5.   Voor andere dan de in lid 4 bedoelde besluiten van het Gemengd Comité met rechtsgevolgen, wordt het door de Unie en haar lidstaten in te nemen standpunt vastgesteld door de Raad die, op voorstel van de Commissie, met gekwalificeerde meerderheid van stemmen besluit, tenzij de in het Verdrag betreffende de Europese Unie en het Verdrag betreffende de werking van de Europese Unie vastgelegde toepasselijke stemprocedures anders bepalen, en van de lidstaten.

Artikel 5

Arbitrage

1.   De Commissie vertegenwoordigt de Unie in arbitrageprocedures overeenkomstig artikel 23 van de Overeenkomst.

2.   De beslissing om de toepassing van voordelen op te schorten krachtens artikel 23, lid 7, van de Overeenkomst, wordt genomen door de Raad, met gekwalificeerde meerderheid van stemmen, op basis van een voorstel van de Commissie.

3.   Iedere andere krachtens artikel 23 van de Overeenkomst te nemen maatregel inzake aangelegenheden die onder de bevoegdheid van de Unie vallen, wordt genomen door de Commissie, in overleg met een Bijzonder Comité van door de Raad benoemde vertegenwoordigers van de lidstaten.

Artikel 6

Informatieverstrekking aan de Commissie

1.   De lidstaten stellen de Commissie onverwijld in kennis van elk voornemen om de vergunning van een luchtvaartmaatschappij van de Staat Israel overeenkomstig artikel 4 van de Overeenkomst te weigeren, in te trekken, te schorsen of te beperken.

2.   De lidstaten stellen de Commissie onverwijld in kennis van verzoeken of aanmeldingen die zij uit hoofde van artikel 13 van de Overeenkomst hebben gedaan of ontvangen.

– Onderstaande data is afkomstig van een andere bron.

use super::error::{Error, Result};
use super::tier::PrivacyTier;
use serde::{Deserialize, Serialize};
use std::path::{Path, PathBuf};

const CONFIG_FILE_NAME: &str = "config.yaml";

/// Configuration for tierdex
#[derive(Debug, Clone)]
pub struct Config {
    /// Base directory for tierdex data
    pub base_dir: PathBuf,
    /// Directory holding the partitioned document store
    pub database_dir: PathBuf,
    /// Path to the fingerprint store
    pub state_path: PathBuf,
    /// Path to the YAML settings file
    pub config_path: PathBuf,
    /// Static settings, loaded once
    pub settings: Settings,
}

impl Config {
    /// Get the default configuration directory
    pub fn default_base_dir() -> Result<PathBuf> {
        dirs::home_dir()
            .ok_or_else(|| Error::Config("Could not determine home directory".to_string()))
            .map(|home| home.join(".tierdex"))
    }

    /// Create a configuration with default settings
    pub fn new(base_dir: Option<PathBuf>) -> Result<Self> {
        let base_dir = base_dir.unwrap_or_else(|| {
            Self::default_base_dir().unwrap_or_else(|_| PathBuf::from(".tierdex"))
        });

        Ok(Self {
            database_dir: base_dir.join("database"),
            state_path: base_dir.join("state").join("state.redb"),
            config_path: base_dir.join(CONFIG_FILE_NAME),
            settings: Settings::default(),
            base_dir,
        })
    }

    /// Load the configuration, reading settings from `<base_dir>/config.yaml`.
    ///
    /// A missing or malformed settings file is a fatal configuration error.
    pub fn load(base_dir: Option<PathBuf>) -> Result<Self> {
        let config = Self::new(base_dir)?;
        if !config.config_path.exists() {
            return Err(Error::Config(format!(
                "Settings file not found at {}. Run 'tierdex init' first.",
                config.config_path.display()
            )));
        }
        let yaml = std::fs::read_to_string(&config.config_path)?;
        let settings = Settings::from_yaml(&yaml)?;
        Ok(config.with_settings(settings))
    }

    pub fn with_settings(mut self, settings: Settings) -> Self {
        self.settings = settings;
        self
    }

    /// Initialize the directories and write default settings if none exist
    pub fn init(&self) -> Result<()> {
        std::fs::create_dir_all(&self.base_dir)?;
        std::fs::create_dir_all(&self.database_dir)?;
        if let Some(parent) = self.state_path.parent() {
            std::fs::create_dir_all(parent)?;
        }
        if !self.config_path.exists() {
            std::fs::write(&self.config_path, self.settings.to_yaml()?)?;
        }
        Ok(())
    }

    /// Check if the configuration is already initialized
    pub fn is_initialized(&self) -> bool {
        self.base_dir.exists() && self.database_dir.exists() && self.config_path.exists()
    }

    pub fn partitions_path(&self) -> PathBuf {
        self.database_dir.join("partitions.redb")
    }

    /// Watched roots with `~` expanded; roots that exist are canonicalized so
    /// they agree with the paths reported by file-system events.
    pub fn watch_roots(&self) -> Vec<PathBuf> {
        self.settings
            .indexing
            .watch_dirs
            .iter()
            .map(|dir| {
                let expanded = expand_home(dir);
                std::fs::canonicalize(&expanded).unwrap_or(expanded)
            })
            .collect()
    }
}

/// Expand a leading `~` to the user's home directory
pub fn expand_home(path: &str) -> PathBuf {
    if path == "~" {
        if let Some(home) = dirs::home_dir() {
            return home;
        }
    } else if let Some(rest) = path.strip_prefix("~/") {
        if let Some(home) = dirs::home_dir() {
            return home.join(rest);
        }
    }
    PathBuf::from(path)
}

#[derive(Debug, Clone, Default, Serialize, Deserialize)]
#[serde(default)]
pub struct Settings {
    pub rag: RagSettings,
    pub indexing: IndexingSettings,
    pub privacy: PrivacySettings,
}

#[derive(Debug, Clone, Serialize, Deserialize)]
#[serde(default)]
pub struct RagSettings {
    pub embedding_model: String,
    pub chunk_size: usize,
    pub chunk_overlap: usize,
    pub max_results: usize,
}

impl Default for RagSettings {
    fn default() -> Self {
        Self {
            embedding_model: "hashing-384".to_string(),
            chunk_size: 1000,
            chunk_overlap: 200,
            max_results: 5,
        }
    }
}

#[derive(Debug, Clone, Serialize, Deserialize)]
#[serde(default)]
pub struct IndexingSettings {
    pub watch_dirs: Vec<String>,
    /// Glob patterns matched against every path segment
    pub exclude_dirs: Vec<String>,
    /// Extension allow-list for directory walks (e.g. ".md")
    pub file_types: Vec<String>,
    pub debounce_secs: f64,
    pub respect_gitignore: bool,
}

impl Default for IndexingSettings {
    fn default() -> Self {
        Self {
            watch_dirs: vec!["~/Documents".to_string(), "~/Desktop".to_string()],
            exclude_dirs: [".git", "node_modules", "__pycache__", ".venv", "*.tmp"]
                .iter()
                .map(|s| s.to_string())
                .collect(),
            file_types: [".txt", ".md", ".py", ".js", ".yaml", ".yml", ".json"]
                .iter()
                .map(|s| s.to_string())
                .collect(),
            debounce_secs: 2.0,
            respect_gitignore: true,
        }
    }
}

impl IndexingSettings {
    /// Whether `path` carries an extension from the allow-list
    pub fn allows_extension(&self, path: &Path) -> bool {
        let Some(ext) = path.extension().and_then(|e| e.to_str()) else {
            return false;
        };
        let ext = ext.to_lowercase();
        self.file_types
            .iter()
            .any(|allowed| normalize_extension(allowed) == ext)
    }
}

/// Lowercase an extension and strip its leading dot
pub fn normalize_extension(ext: &str) -> String {
    ext.trim().trim_start_matches('.').to_lowercase()
}

/// What to do with a search hit whose stored metadata carries no tier
#[derive(Debug, Clone, Copy, PartialEq, Eq, Default, Serialize, Deserialize)]
#[serde(rename_all = "lowercase")]
pub enum MissingTierPolicy {
    #[default]
    Include,
    Exclude,
}

#[derive(Debug, Clone, Serialize, Deserialize)]
#[serde(default)]
pub struct PrivacySettings {
    pub rules: PrivacyRules,
    pub work_terms: Vec<String>,
    pub missing_tier_policy: MissingTierPolicy,
}

impl Default for PrivacySettings {
    fn default() -> Self {
        Self {
            rules: PrivacyRules::default(),
            work_terms: ["work", "job", "project", "code"]
                .iter()
                .map(|s| s.to_string())
                .collect(),
            missing_tier_policy: MissingTierPolicy::Include,
        }
    }
}

#[derive(Debug, Clone, Serialize, Deserialize)]
#[serde(default)]
pub struct PrivacyRules {
    /// Path globs, evaluated in file order; first match wins
    #[serde(with = "ordered_rules")]
    pub paths: Vec<(String, PrivacyTier)>,
    #[serde(with = "ordered_rules")]
    pub extensions: Vec<(String, PrivacyTier)>,
}

impl Default for PrivacyRules {
    fn default() -> Self {
        Self {
            paths: vec![
                ("*/secrets/*".to_string(), PrivacyTier::Private),
                ("*/work/*".to_string(), PrivacyTier::Work),
                ("*/public/*".to_string(), PrivacyTier::Public),
            ],
            extensions: vec![
                (".txt".to_string(), PrivacyTier::Personal),
                (".md".to_string(), PrivacyTier::Personal),
                (".py".to_string(), PrivacyTier::Work),
                (".js".to_string(), PrivacyTier::Work),
            ],
        }
    }
}

impl Settings {
    /// Parse and validate YAML settings
    pub fn from_yaml(yaml: &str) -> Result<Self> {
        let settings: Settings = serde_yaml::from_str(yaml)
            .map_err(|e| Error::Config(format!("Malformed settings: {}", e)))?;
        settings.validate()?;
        Ok(settings)
    }

    pub fn to_yaml(&self) -> Result<String> {
        serde_yaml::to_string(self)
            .map_err(|e| Error::Config(format!("Failed to serialize settings: {}", e)))
    }

    pub fn validate(&self) -> Result<()> {
        let rag = &self.rag;
        if rag.chunk_size == 0 {
            return Err(Error::Config("rag.chunk_size must be greater than 0".to_string()));
        }
        if rag.chunk_overlap >= rag.chunk_size {
            return Err(Error::Config(format!(
                "rag.chunk_overlap ({}) must be smaller than rag.chunk_size ({})",
                rag.chunk_overlap, rag.chunk_size
            )));
        }
        if rag.max_results == 0 {
            return Err(Error::Config("rag.max_results must be greater than 0".to_string()));
        }
        if rag.embedding_model.trim().is_empty() {
            return Err(Error::Config("rag.embedding_model must not be empty".to_string()));
        }
        if std::time::Duration::try_from_secs_f64(self.indexing.debounce_secs).is_err() {
            return Err(Error::Config(format!(
                "indexing.debounce_secs must be a non-negative number of seconds, got {}",
                self.indexing.debounce_secs
            )));
        }

        let patterns = self
            .indexing
            .exclude_dirs
            .iter()
            .chain(self.privacy.rules.paths.iter().map(|(p, _)| p));
        for pattern in patterns {
            globset::Glob::new(pattern)
                .map_err(|e| Error::Config(format!("Invalid glob '{}': {}", pattern, e)))?;
        }
        Ok(())
    }
}

/// Serde adapter keeping YAML mapping order for rule tables.
mod ordered_rules {
    use crate::core::tier::PrivacyTier;
    use serde::de::{MapAccess, Visitor};
    use serde::ser::SerializeMap;
    use serde::{Deserializer, Serializer};
    use std::fmt;

    pub fn serialize<S: Serializer>(
        rules: &[(String, PrivacyTier)],
        serializer: S,
    ) -> std::result::Result<S::Ok, S::Error> {
        let mut map = serializer.serialize_map(Some(rules.len()))?;
        for (pattern, tier) in rules {
            map.serialize_entry(pattern, tier)?;
        }
        map.end()
    }

    pub fn deserialize<'de, D: Deserializer<'de>>(
        deserializer: D,
    ) -> std::result::Result<Vec<(String, PrivacyTier)>, D::Error> {
        struct RulesVisitor;

        impl<'de> Visitor<'de> for RulesVisitor {
            type Value = Vec<(String, PrivacyTier)>;

            fn expecting(&self, f: &mut fmt::Formatter<'_>) -> fmt::Result {
                f.write_str("a mapping of pattern to privacy tier")
            }

            fn visit_map<A: MapAccess<'de>>(
                self,
                mut access: A,
            ) -> std::result::Result<Self::Value, A::Error> {
                let mut rules = Vec::new();
                while let Some(entry) = access.next_entry::<String, PrivacyTier>()? {
                    rules.push(entry);
                }
                Ok(rules)
            }
        }

        deserializer.deserialize_map(RulesVisitor)
    }
}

3.   De lidstaten stellen de Commissie onverwijld in kennis van verzoeken of aanmeldingen die zij uit hoofde van artikel 14 van de Overeenkomst hebben gedaan of ontvangen.

Artikel 7

Inwerkingtreding

Dit besluit treedt in werking op de dag waarop het wordt vastgesteld.

Gedaan te Brussel, 20 december 2012.

Voor de Raad

De voorzitter

E. FLOURENTZOU


(1)  De datum van ondertekening van de overeenkomst wordt door het secretariaat-generaal van de Raad in het Publicatieblad van de Europese Unie bekendgemaakt.